Astronomers create first-ever dark matter map

Chuck Bednar for redOrbit.com – @BednarChuck

After two years worth of work by some 300 researchers, the Dark Energy Survey (DES) project have unveiled the first in a series of dark matter maps showing the distribution of the mysterious substance experts believe makes up roughly 27 percent of the universe.

According to BBC News, the maps show how conglomerations of dark matter change over time and was created using a 570-megapixel camera attached to the Victor Blanco telescope in Chile. The research was presented Tuesday at a meeting of the American Physical Society, and the DES team has uploaded a paper detailing their findings to the arXiv pre-publication server.

A work in progress

The current maps depict just 0.4 percent of the sky, but astronomers eventually plan to map dark matter in one-eighth of the universe, according to BBC News. The researchers are calling them the largest contiguous maps created at this level of detail, and believe that they will improve our understanding of dark matter’s role in the formation of galaxies.

“Our goal all this time has been to see the invisible – to see dark matter,” Sarah Bridle, co-chair of the DES weak lensing group that produced the map as well as an astrophysics professor at the University of Manchester, told the British news agency. “To be able to look at a map and say, ‘That part of the sky’s got more dark matter in it, that bit’s empty,’ is the dream that we’ve had all this time, [and] it’s been a long time coming.”

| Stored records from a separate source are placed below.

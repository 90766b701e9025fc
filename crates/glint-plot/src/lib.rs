//! Glint Plot - interactive 2D line and area charts
//!
//! This crate provides:
//! - Tessellation of polylines, dashed polylines and filled areas
//! - Materials binding tessellated buffers and typed parameters to a program
//! - Axis domains, coordinate mappings and "nice number" tick selection
//! - Layout from container size, device pixel ratio and margins
//! - The [`Plot`] orchestrator with pan/zoom and a coalescing update cycle
//!
//! Rendering goes through the [`RasterContext`](glint_test_utils::RasterContext)
//! contract: `glint-render` implements it on wgpu, `MockRasterContext` records
//! calls for tests.
//!
//! # Example
//!
//! ```rust
//! use glint_plot::*;
//! use glint_test_utils::MockRasterContext;
//! use std::sync::Arc;
//!
//! let config = PlotConfig::new()
//!     .with_margins(Margins::uniform(20.0))
//!     .with_axis(
//!         "x",
//!         AxisConfig::x()
//!             .with_ticks(TickConfig::new().with_labels())
//!             .with_material(LINE_SOLID, ParameterSet::new())
//!             .with_pan(PanLimits::unbounded())
//!             .with_zoom(ZoomLimits::unbounded()),
//!     )
//!     .with_axis("y", AxisConfig::y().with_range(-1.0, 1.0))
//!     .with_series(
//!         "sine",
//!         SeriesConfig::new("x", "y")
//!             .with_data((0..100).map(|i| (i as f64 * 0.1, (i as f64 * 0.1).sin())))
//!             .with_material(FILL, ParameterSet::new())
//!             .with_material(LINE_SOLID, ParameterSet::new().with("width", 2.0)),
//!     );
//!
//! let scheduler = Arc::new(ManualFrameScheduler::new());
//! let mut plot = Plot::new(
//!     Arc::new(MockRasterContext::new()),
//!     config,
//!     DisplayContext::new(640.0, 480.0),
//!     scheduler.clone(),
//! )?;
//!
//! // The host answers frame requests.
//! if scheduler.take_pending() {
//!     plot.on_animation_frame();
//! }
//! plot.handle_gesture(GestureEvent::Wheel { delta_y: 120.0, x: 300.0, y: 200.0 });
//! assert!(plot.axis("x").unwrap().range() < 9.9);
//! # Ok::<(), PlotError>(())
//! ```

mod axis;
mod config;
mod dimensions;
mod error;
mod interaction;
mod labels;
mod material;
mod parameters;
mod plot;
mod point;
mod scheduler;
mod tessellator;
mod ticks;

pub use axis::*;
pub use config::*;
pub use dimensions::*;
pub use error::*;
pub use interaction::*;
pub use labels::*;
pub use material::*;
pub use parameters::*;
pub use plot::*;
pub use point::*;
pub use scheduler::*;
pub use tessellator::*;
pub use ticks::*;
//! Plain handle and value types shared by every [`RasterContext`](crate::RasterContext).
//!
//! Handles are small copyable ids. A context owns the resource behind each
//! handle until it is explicitly deleted; dropping a handle releases nothing.

use glam::{Mat4, Vec2, Vec3, Vec4};
use std::fmt;

macro_rules! raster_handle {
    ($(#[$meta:meta])* $name:ident) => {
        $(#[$meta])*
        #[derive(Debug, Clone, Copy, PartialEq, Eq, Hash, PartialOrd, Ord)]
        pub struct $name(u32);

        impl $name {
            /// Wrap a raw id handed out by a context.
            pub const fn from_raw(id: u32) -> Self {
                Self(id)
            }

            /// The raw id.
            pub const fn raw(self) -> u32 {
                self.0
            }
        }
    };
}

raster_handle!(
    /// A compiled shader stage.
    ShaderHandle
);
raster_handle!(
    /// A linked program (vertex + fragment stage).
    ProgramHandle
);
raster_handle!(
    /// A vertex or index buffer.
    BufferHandle
);
raster_handle!(
    /// Location of a vertex attribute inside a program.
    AttribLocation
);
raster_handle!(
    /// Location of a uniform inside the current program.
    UniformLocation
);

/// Pipeline stage a shader source is compiled for.
#[derive(Debug, Clone, Copy, PartialEq, Eq, Hash)]
pub enum ShaderStage {
    Vertex,
    Fragment,
}

impl fmt::Display for ShaderStage {
    fn fmt(&self, f: &mut fmt::Formatter<'_>) -> fmt::Result {
        match self {
            ShaderStage::Vertex => write!(f, "vertex"),
            ShaderStage::Fragment => write!(f, "fragment"),
        }
    }
}

/// Binding point a buffer is attached to.
#[derive(Debug, Clone, Copy, PartialEq, Eq, Hash)]
pub enum BufferTarget {
    /// Per-vertex attribute data.
    Array,
    /// Triangle-list indices.
    ElementArray,
}

/// Data uploaded with static usage into the buffer bound at a target.
#[derive(Debug, Clone, Copy, PartialEq)]
pub enum BufferData<'a> {
    Float32(&'a [f32]),
    Uint32(&'a [u32]),
}

impl BufferData<'_> {
    /// Number of scalar elements.
    pub fn len(&self) -> usize {
        match self {
            BufferData::Float32(data) => data.len(),
            BufferData::Uint32(data) => data.len(),
        }
    }

    pub fn is_empty(&self) -> bool {
        self.len() == 0
    }

    /// Size in bytes.
    pub fn byte_len(&self) -> usize {
        self.len() * 4
    }
}

/// A uniform value as uploaded through one of the shaped upload calls.
#[derive(Debug, Clone, Copy, PartialEq)]
pub enum UniformValue {
    Float(f32),
    Vec2(Vec2),
    Vec3(Vec3),
    Vec4(Vec4),
    Mat4(Mat4),
}

impl UniformValue {
    /// Number of f32 components.
    pub fn components(&self) -> usize {
        match self {
            UniformValue::Float(_) => 1,
            UniformValue::Vec2(_) => 2,
            UniformValue::Vec3(_) => 3,
            UniformValue::Vec4(_) => 4,
            UniformValue::Mat4(_) => 16,
        }
    }
}

/// Errors reported by a rasterization context.
#[derive(Debug, Clone, PartialEq)]
pub enum RasterError {
    /// A shader stage failed to compile; `log` holds the diagnostic.
    ShaderCompile { stage: ShaderStage, log: String },
    /// Two stages could not be linked into a program.
    ProgramLink { log: String },
    /// The context is gone (never created, or lost).
    ContextUnavailable(String),
    /// A handle was used after deletion or with the wrong context.
    UnknownHandle(&'static str),
}

impl fmt::Display for RasterError {
    fn fmt(&self, f: &mut fmt::Formatter<'_>) -> fmt::Result {
        match self {
            RasterError::ShaderCompile { stage, log } => {
                write!(f, "Failed to compile {} shader: {}", stage, log)
            }
            RasterError::ProgramLink { log } => write!(f, "Failed to link program: {}", log),
            RasterError::ContextUnavailable(msg) => {
                write!(f, "Rasterization context unavailable: {}", msg)
            }
            RasterError::UnknownHandle(kind) => write!(f, "Unknown {} handle", kind),
        }
    }
}

impl std::error::Error for RasterError {}

#[cfg(test)]
mod tests {
    use super::*;

    #[test]
    fn test_handle_round_trip() {
        let handle = BufferHandle::from_raw(42);
        assert_eq!(handle.raw(), 42);
        assert_ne!(handle, BufferHandle::from_raw(43));
    }

    #[test]
    fn test_buffer_data_sizes() {
        let floats = [0.0f32; 6];
        let data = BufferData::Float32(&floats);
        assert_eq!(data.len(), 6);
        assert_eq!(data.byte_len(), 24);
        assert!(BufferData::Uint32(&[]).is_empty());
    }

    #[test]
    fn test_error_display() {
        let err = RasterError::ShaderCompile {
            stage: ShaderStage::Fragment,
            log: "unexpected token".into(),
        };
        assert_eq!(
            err.to_string(),
            "Failed to compile fragment shader: unexpected token"
        );
    }
}
impl RasterContext for WgpuRasterContext {
    fn is_lost(&self) -> bool {
        self.lost.load(Ordering::Acquire)
    }

    fn compile_shader(
        &self,
        stage: ShaderStage,
        source: &str,
    ) -> Result<ShaderHandle, RasterError> {
        profile_function!();

        if self.is_lost() {
            return Err(RasterError::ContextUnavailable("device lost".to_string()));
        }

        let reflection = reflect_wgsl(stage, source)?;
        let (module, error) = self.validated(|| {
            self.graphics
                .device
                .create_shader_module(wgpu::ShaderModuleDescriptor {
                    label: Some("Glint Material Shader"),
                    source: wgpu::ShaderSource::Wgsl(Cow::Owned(source.to_string())),
                })
        });
        if let Some(error) = error {
            return Err(RasterError::ShaderCompile {
                stage,
                log: error.to_string(),
            });
        }

        let mut state = self.state.lock();
        let handle = ShaderHandle::from_raw(state.next_id());
        state.shaders.insert(
            handle,
            ShaderEntry {
                module: Arc::new(module),
                reflection,
            },
        );
        Ok(handle)
    }

    fn delete_shader(&self, shader: ShaderHandle) {
        self.state.lock().shaders.remove(&shader);
    }

    fn link_program(
        &self,
        vertex: ShaderHandle,
        fragment: ShaderHandle,
    ) -> Result<ProgramHandle, RasterError> {
        profile_function!();

        if self.is_lost() {
            return Err(RasterError::ContextUnavailable("device lost".to_string()));
        }

        let (vertex_module, fragment_module, layout) = {
            let state = self.state.lock();
            let vs = state
                .shaders
                .get(&vertex)
                .ok_or(RasterError::UnknownHandle("shader"))?;
            let fs = state
                .shaders
                .get(&fragment)
                .ok_or(RasterError::UnknownHandle("shader"))?;
            (
                vs.module.clone(),
                fs.module.clone(),
                link_layout(&vs.reflection, &fs.reflection)?,
            )
        };

        let handle = ProgramHandle::from_raw(self.state.lock().next_id());
        let linked = Arc::new(LinkedProgram {
            handle,
            vertex: vertex_module,
            fragment: fragment_module,
            layout,
        });

        // Build the pipeline for the reflected inputs now so interface
        // mismatches surface as link errors instead of at draw time.
        let key = PipelineKey {
            program: handle,
            attributes: linked
                .layout
                .attributes
                .iter()
                .map(|input| (input.location, input.components))
                .collect(),
            blending: true,
        };
        let (pipeline, error) = self.validated(|| self.build_pipeline(&linked, &key));
        if let Some(error) = error {
            return Err(RasterError::ProgramLink {
                log: error.to_string(),
            });
        }

        let uniform_len = (linked.layout.uniform_size as usize).max(MIN_UNIFORM_BLOCK as usize);
        let mut state = self.state.lock();
        state.pipelines.insert(key, Arc::new(pipeline));
        state.programs.insert(
            handle,
            ProgramEntry {
                linked,
                uniforms: vec![0; uniform_len],
            },
        );
        tracing::debug!("Linked program {:?}", handle);
        Ok(handle)
    }

    fn delete_program(&self, program: ProgramHandle) {
        let mut state = self.state.lock();
        state.programs.remove(&program);
        state.pipelines.retain(|key, _| key.program != program);
        if state.current_program == Some(program) {
            state.current_program = None;
        }
    }

    fn use_program(&self, program: Option<ProgramHandle>) {
        self.state.lock().current_program = program;
    }

    fn attrib_location(&self, program: ProgramHandle, name: &str) -> Option<AttribLocation> {
        let state = self.state.lock();
        let input = state.programs.get(&program)?.linked.layout.attribute(name)?;
        Some(AttribLocation::from_raw(input.location))
    }

    fn uniform_location(&self, program: ProgramHandle, name: &str) -> Option<UniformLocation> {
        let state = self.state.lock();
        let member = state.programs.get(&program)?.linked.layout.uniform(name)?;
        Some(UniformLocation::from_raw(member.offset))
    }

    fn create_buffer(&self) -> Result<BufferHandle, RasterError> {
        if self.is_lost() {
            return Err(RasterError::ContextUnavailable("device lost".to_string()));
        }
        let mut state = self.state.lock();
        let handle = BufferHandle::from_raw(state.next_id());
        state.buffers.insert(handle, BufferEntry::default());
        Ok(handle)
    }

    fn bind_buffer(&self, target: BufferTarget, buffer: Option<BufferHandle>) {
        let mut state = self.state.lock();
        match target {
            BufferTarget::Array => state.array_buffer = buffer,
            BufferTarget::ElementArray => state.element_buffer = buffer,
        }
    }

    fn buffer_data(&self, target: BufferTarget, data: BufferData<'_>) {
        let (contents, usage): (&[u8], _) = match (target, data) {
            (BufferTarget::Array, BufferData::Float32(values)) => {
                (bytemuck::cast_slice(values), wgpu::BufferUsages::VERTEX)
            }
            (BufferTarget::ElementArray, BufferData::Uint32(values)) => {
                (bytemuck::cast_slice(values), wgpu::BufferUsages::INDEX)
            }
            (target, data) => {
                tracing::warn!("Unsupported upload {:?} to {:?}", data, target);
                return;
            }
        };

        let mut state = self.state.lock();
        let Some((handle, entry)) = state.bound_buffer(target) else {
            tracing::warn!("buffer_data with nothing bound at {:?}", target);
            return;
        };

        entry.len = data.len();
        entry.gpu = if contents.is_empty() {
            None
        } else {
            tracing::trace!("Uploading {} bytes to buffer {:?}", contents.len(), handle);
            Some(Arc::new(self.graphics.device.create_buffer_init(
                &wgpu::util::BufferInitDescriptor {
                    label: Some("Glint Material Buffer"),
                    contents,
                    usage,
                },
            )))
        };
    }

    fn delete_buffer(&self, buffer: BufferHandle) {
        let mut state = self.state.lock();
        state.buffers.remove(&buffer);
        if state.array_buffer == Some(buffer) {
            state.array_buffer = None;
        }
        if state.element_buffer == Some(buffer) {
            state.element_buffer = None;
        }
        state.pointers.retain(|_, (source, _)| *source != buffer);
    }

    fn uniform1f(&self, location: UniformLocation, value: f32) {
        self.write_uniform(location, bytemuck::bytes_of(&value));
    }

    fn uniform2fv(&self, location: UniformLocation, value: Vec2) {
        self.write_uniform(location, bytemuck::bytes_of(&value));
    }

    fn uniform3fv(&self, location: UniformLocation, value: Vec3) {
        self.write_uniform(location, bytemuck::bytes_of(&value));
    }

    fn uniform4fv(&self, location: UniformLocation, value: Vec4) {
        self.write_uniform(location, bytemuck::bytes_of(&value));
    }

    fn uniform_matrix4fv(&self, location: UniformLocation, value: &Mat4) {
        let columns = value.to_cols_array();
        self.write_uniform(location, bytemuck::cast_slice(&columns));
    }

    fn vertex_attrib_pointer(&self, location: AttribLocation, components: u32) {
        let mut state = self.state.lock();
        match state.array_buffer {
            Some(buffer) => {
                state.pointers.insert(location, (buffer, components));
            }
            None => tracing::warn!("vertex_attrib_pointer with no array buffer bound"),
        }
    }

    fn enable_vertex_attrib_array(&self, location: AttribLocation) {
        self.state.lock().enabled.insert(location);
    }

    fn disable_vertex_attrib_array(&self, location: AttribLocation) {
        self.state.lock().enabled.remove(&location);
    }

    fn draw_elements(&self, count: u32) {
        profile_function!();

        let mut state = self.state.lock();
        let Some(program) = state.current_program else {
            tracing::warn!("draw_elements without a current program");
            return;
        };
        let Some(entry) = state.programs.get(&program) else {
            return;
        };

        let mut attributes = Vec::with_capacity(entry.linked.layout.attributes.len());
        let mut vertex_buffers = Vec::with_capacity(attributes.capacity());
        for input in &entry.linked.layout.attributes {
            let location = AttribLocation::from_raw(input.location);
            let source = state
                .enabled
                .contains(&location)
                .then(|| state.pointers.get(&location))
                .flatten()
                .and_then(|(buffer, components)| {
                    let gpu = state.buffers.get(buffer)?.gpu.clone()?;
                    vertex_format(*components)?;
                    Some((gpu, *components))
                });
            let Some((gpu, components)) = source else {
                tracing::warn!(
                    "Skipping draw: attribute '{}' has no enabled buffer",
                    input.name
                );
                return;
            };
            attributes.push((input.location, components));
            vertex_buffers.push(gpu);
        }

        let Some(indices) = state.element_buffer.and_then(|buffer| state.buffers.get(&buffer))
        else {
            tracing::warn!("Skipping draw: no element buffer bound");
            return;
        };
        let Some(index_buffer) = indices.gpu.clone() else {
            return;
        };
        let index_count = count.min(indices.len as u32);

        let draw = RecordedDraw {
            program: entry.linked.clone(),
            key: PipelineKey {
                program: entry.linked.handle,
                attributes,
                blending: state.blending,
            },
            uniforms: entry.uniforms.clone(),
            vertex_buffers,
            index_buffer,
            index_count,
            viewport: state.viewport,
        };
        state.draws.push(draw);
    }

    fn viewport(&self, x: i32, y: i32, width: u32, height: u32) {
        self.state.lock().viewport = Some([x, y, width as i32, height as i32]);
    }

    fn clear(&self, color: [f32; 4]) {
        let mut state = self.state.lock();
        state.draws.clear();
        state.clear_color = Some(color);
    }

    fn enable_alpha_blending(&self) {
        self.state.lock().blending = true;
    }
}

Since it does not emit or block light, dark matter cannot be detected by even the most sensitive instruments. However, its effects can be observed by using gravitational lensing, a phenomenon that takes place when a gravitational pull of dark matter bends light around distant galaxies. By analyzing the role of dark matter, scientists are hoping to learn more about dark energy’s role in the acceleration of the universe’s expansion.

No surprises so far

Over much of the past two years, DES team members have worked to ensure that their system worked as planned, as well as reviewing the massive amounts of data it collected. The scientists measured the shapes of millions of galaxies during its initial survey, Engadget explained. Some of that analysis involved mitigating additional lensing effects caused by the Earth’s atmosphere and imperfections with the telescope itself.

“We measured the barely perceptible distortions in the shapes of about 2 million galaxies to construct these new maps,” said co-lead investigator Vinu Vikram from the Argonne National Laboratory and formerly form the University of Pennsylvania. “They are a testament not only to the sensitivity of the Dark Energy Camera, but also to the rigorous work by our lensing team to understand its sensitivity so well that we can get exacting results from it.”

The current maps cover only approximately three percent of the area of sky that the DES plans to document over the course of its five-year mission, and the organization said that has that mission expands, the scientists hope to compare the amounts of dark and visible matter in order to better test current cosmological theories claiming that the abundance of dark matter and the strength of its gravity suggests that galaxies will form in areas of high dark matter concentration.

“Our analysis so far is in line with what the current picture of the universe predicts,” said study co-author and ETH Zurich researcher Chihway Chang. “Zooming into the maps, we have measured how dark matter envelops galaxies of different types and how together they evolve over cosmic time. We are eager to use the new data coming in to make much stricter tests of theoretical models.”